The library board has never before considered removal of a book, according to library director Jodi Edstrom, but will take the unusual step Tuesday amid a national rise in requests to remove books, mirrored in several local libraries. "Gender Queer," by author Maia Kobabe, has become the most banned book in the United States, with conservative groups labeling its content obscene.

"We have seen, nationally, a significant rise in book challenges since the start of the pandemic," said J.R. Genett, deputy director of the Hennepin County Library system, who also works with the American Library Association on intellectual freedom initiatives.

Nationally, Genett said, the American Library Association tallied more than 1,200 attempts to remove books from libraries in 2022, the highest number since the association started counting.

Challenges used to be more often about violent content, Dakota County library director Margaret Stone said, but now are more often made about books that deal with sexual orientation and gender identity, or books that deal frankly with race.

"When I first became director [in 2016] we had one or two a year," she said. "We had three at the last meeting."

In a scene repeated across the country over the last two years, sometimes with the backing of conservative organizations like Moms for Liberty, a Bloomington school board meeting saw several people reading passages about sex from books they wanted removed from school libraries. On Monday, more than 100 people spoke for and against the books' removal, which centered largely on books with themes of gender identity and sexuality.

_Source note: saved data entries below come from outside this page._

impl AppConfig {
    /// Load config from the standard location, falling back to defaults.
    pub fn load() -> Self {
        Self::load_from(&config_file_path())
    }

    /// Load config from `path`. Missing or unreadable files yield defaults;
    /// malformed fields are replaced individually.
    pub fn load_from(path: &Path) -> Self {
        let (config, issues) = Self::read_lenient(path);
        for issue in &issues {
            tracing::warn!(path = %path.display(), "Config field invalid: {issue}");
        }
        config
    }

    /// Like [`AppConfig::load_from`], but hands the field issues back
    /// instead of logging them, for callers that load before logging is up.
    pub fn read_lenient(path: &Path) -> (Self, Vec<ConfigIssue>) {
        if !path.exists() {
            return (Self::default(), Vec::new());
        }
        match std::fs::read_to_string(path) {
            Ok(content) => Self::from_json_lenient(&content),
            Err(e) => (
                Self::default(),
                vec![issue("<file>", format!("cannot read {}: {e}", path.display()))],
            ),
        }
    }

    /// Parse config text, substituting the default for every malformed field.
    pub fn from_json_lenient(text: &str) -> (Self, Vec<ConfigIssue>) {
        let mut issues = Vec::new();
        let root = match serde_json::from_str::<Value>(text) {
            Ok(Value::Object(map)) => map,
            Ok(_) => {
                issues.push(ConfigIssue {
                    field: "<root>".to_string(),
                    message: "expected a JSON object".to_string(),
                });
                return (Self::default(), issues);
            }
            Err(e) => {
                issues.push(ConfigIssue {
                    field: "<root>".to_string(),
                    message: e.to_string(),
                });
                return (Self::default(), issues);
            }
        };

        let mut config = Self {
            video: merge_section("video", root.get("video"), &mut issues),
            audio: merge_section("audio", root.get("audio"), &mut issues),
            publish: merge_section("publish", root.get("publish"), &mut issues),
            merge: merge_section("merge", root.get("merge"), &mut issues),
            cameras: merge_section("cameras", root.get("cameras"), &mut issues),
            tools: merge_section("tools", root.get("tools"), &mut issues),
            logging: merge_section("logging", root.get("logging"), &mut issues),
        };
        config.validate(&mut issues);
        (config, issues)
    }

    /// Range and format checks that serde alone cannot express.
    fn validate(&mut self, issues: &mut Vec<ConfigIssue>) {
        let video_defaults = VideoConfig::default();
        if !(1..=240).contains(&self.video.fps) {
            issues.push(issue("video.fps", format!("{} is outside 1..=240", self.video.fps)));
            self.video.fps = video_defaults.fps;
        }
        if self.video.crf > 51 {
            issues.push(issue("video.crf", format!("{} is above 51", self.video.crf)));
            self.video.crf = video_defaults.crf;
        }
        if !KNOWN_PRESETS.contains(&self.video.preset.as_str()) {
            issues.push(issue(
                "video.preset",
                format!("unknown preset `{}`", self.video.preset),
            ));
            self.video.preset = video_defaults.preset;
        }
        if self.publish.crf > 51 {
            issues.push(issue("publish.crf", format!("{} is above 51", self.publish.crf)));
            self.publish.crf = PublishConfig::default().crf;
        }

        let merge_defaults = MergeConfig::default();
        if !(1..=60).contains(&self.merge.title_duration_secs) {
            issues.push(issue(
                "merge.title_duration_secs",
                format!("{} is outside 1..=60", self.merge.title_duration_secs),
            ));
            self.merge.title_duration_secs = merge_defaults.title_duration_secs;
        }
        if !is_hex_color(&self.merge.background) {
            issues.push(issue(
                "merge.background",
                format!("`{}` is not #RRGGBB", self.merge.background),
            ));
            self.merge.background = merge_defaults.background;
        }
        if !is_hex_color(&self.merge.text_color) {
            issues.push(issue(
                "merge.text_color",
                format!("`{}` is not #RRGGBB", self.merge.text_color),
            ));
            self.merge.text_color = merge_defaults.text_color;
        }
    }

    /// Save config to the standard location.
    pub fn save(&self) -> Result<(), std::io::Error> {
        self.save_to(&config_file_path())
    }

    /// Save config to `path`.
    pub fn save_to(&self, path: &Path) -> Result<(), std::io::Error> {
        if let Some(parent) = path.parent() {
            std::fs::create_dir_all(parent)?;
        }
        let json = serde_json::to_string_pretty(self).map_err(std::io::Error::other)?;
        std::fs::write(path, json)
    }
}

/// Immutable configuration snapshot consumed by the pipeline.
///
/// Cloning is cheap; every stage of a run sees the same values even if the
/// foreground edits its own [`AppConfig`] meanwhile.
#[derive(Debug, Clone, PartialEq)]
pub struct ResolvedConfig(Arc<AppConfig>);

impl ResolvedConfig {
    pub fn new(config: AppConfig) -> Self {
        Self(Arc::new(config))
    }
}

impl Default for ResolvedConfig {
    fn default() -> Self {
        Self::new(AppConfig::default())
    }
}

impl Deref for ResolvedConfig {
    type Target = AppConfig;

    fn deref(&self) -> &AppConfig {
        &self.0
    }
}

impl From<AppConfig> for ResolvedConfig {
    fn from(config: AppConfig) -> Self {
        Self::new(config)
    }
}

/// x264 preset names accepted in `video.preset`.
pub const KNOWN_PRESETS: [&str; 9] = [
    "ultrafast",
    "superfast",
    "veryfast",
    "faster",
    "fast",
    "medium",
    "slow",
    "slower",
    "veryslow",
];

fn issue(field: &str, message: String) -> ConfigIssue {
    ConfigIssue {
        field: field.to_string(),
        message,
    }
}

fn is_hex_color(value: &str) -> bool {
    value.len() == 7
        && value.starts_with('#')
        && value[1..].chars().all(|c| c.is_ascii_hexdigit())
}

/// Overlay `input` onto the section defaults one field at a time, keeping
/// the default for each field that does not deserialize.
fn merge_section<T>(name: &str, input: Option<&Value>, issues: &mut Vec<ConfigIssue>) -> T
where
    T: Serialize + DeserializeOwned + Default,
{
    let Some(input) = input else {
        return T::default();
    };
    let Some(input_map) = input.as_object() else {
        issues.push(issue(name, "expected an object".to_string()));
        return T::default();
    };
    let mut merged = match serde_json::to_value(T::default()) {
        Ok(Value::Object(map)) => map,
        _ => return T::default(),
    };

    for (key, value) in input_map {
        if !merged.contains_key(key) {
            tracing::debug!(section = name, field = %key, "Ignoring unknown config field");
            continue;
        }
        let previous = merged.insert(key.clone(), value.clone());
        if let Err(e) = serde_json::from_value::<T>(Value::Object(merged.clone())) {
            issues.push(issue(&format!("{name}.{key}"), e.to_string()));
            if let Some(previous) = previous {
                merged.insert(key.clone(), previous);
            }
        }
    }

    serde_json::from_value(Value::Object(merged)).unwrap_or_default()
}

/// Standard config file location.
pub fn config_file_path() -> PathBuf {
    let base = std::env::var("XDG_CONFIG_HOME")
        .map(PathBuf::from)
        .unwrap_or_else(|_| {
            let home = std::env::var("HOME").unwrap_or_else(|_| "/tmp".to_string());
            PathBuf::from(home).join(".config")
        });
    base.join("camreel").join("config.json")
}
/// Parse one `key=value` line of the progress stream.
///
/// Returns `None` for lines that carry nothing the supervisor tracks.
pub fn parse_progress_line(line: &str) -> Option<ProgressLine> {
    let (key, value) = line.trim().split_once('=')?;
    let value = value.trim();
    match key.trim() {
        // ffmpeg reports `out_time_ms` in microseconds as well.
        "out_time_us" | "out_time_ms" => value
            .parse::<f64>()
            .ok()
            .filter(|v| v.is_finite() && *v >= 0.0)
            .map(|us| ProgressLine::OutTime(us / 1_000_000.0)),
        "out_time" => parse_clock(value).map(ProgressLine::OutTime),
        "progress" => match value {
            "end" => Some(ProgressLine::End),
            _ => Some(ProgressLine::Continue),
        },
        _ => None,
    }
}

/// Parse `HH:MM:SS.frac` into seconds.
fn parse_clock(value: &str) -> Option<f64> {
    let mut parts = value.splitn(3, ':');
    let h = parts.next()?.parse::<u64>().ok()?;
    let m = parts.next()?.parse::<u64>().ok()?;
    let s = parts.next()?.parse::<f64>().ok()?;
    if !s.is_finite() || s < 0.0 {
        return None;
    }
    Some((h * 3600 + m * 60) as f64 + s)
}

/// Folds progress lines into monotonic reports.
#[derive(Debug)]
pub struct ProgressTracker {
    expected_secs: Option<f64>,
    clock: ProgressClock,
    out_time_secs: f64,
}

Speakers who advocated to keep books on the shelves said they did not want their children's choices limited by others. In particular, speakers said, it was important to have books that address gender identity and sexuality available because children and teenagers wrestling with their own gender identities and figuring out their sexual orientations are looking for language to help express their feelings, and stories to represent and guide them.

Those who have sought to ban books have said such stories should not be in libraries. At the Carver County library board meeting last month, library patron Erin Busse showed pictures to board members from the comic book-like novel and asked if they thought the pictures were appropriate for children.

Removal requests typically begin with a conversation between a patron who objects to a work, and library staff who talk about why that book is on the shelves.

Stone said the one-on-one discussion at the library desk is the most important part of the process.

"It's important to have the opportunity to question," she said.

If a patron still does not agree that a book has a place in a library's collection, they can fill out a form to request the book be "reconsidered," and the form will be reviewed by some combination of the library staff and board, who make a final decision.

Forms to request a book's removal typically ask if the person making the complaint has read the book in its entirety. In Carver County, the board members asked Busse if she had read "Gender Queer."

"I have not sat down and read the book. I don't know what the words are. I only know the pictures," Busse said in August. Busse does not have a listed phone number so the Star Tribune was not able to reach her for further comment.

Though many recently challenged books are about gender identity, efforts to ban books do not always come from conservative factions, Genett said. More progressive readers might challenge materials that are racist or contain hate speech.

Genett said part of the library's role is providing access to lightning-rod books. For example, she said, when the estate of Dr. Seuss decided to stop publishing some lesser-known titles because of racist tropes, Genett said Hennepin County libraries kept the books on the shelves.

"Our hold lists went through the roof," she said, as a rhetorical storm gathered around the Dr. Seuss books a few years ago. "People wanted to learn about what was so controversial."

The library has seen calls to remove Bill Cosby's books after he was convicted of sexual assault, Genett said, but the books are still on the shelves. The library even carries Hitler's "Mein Kampf."

"We have never gotten rid of a book," Genett said. "We always keep them because there are valid reasons."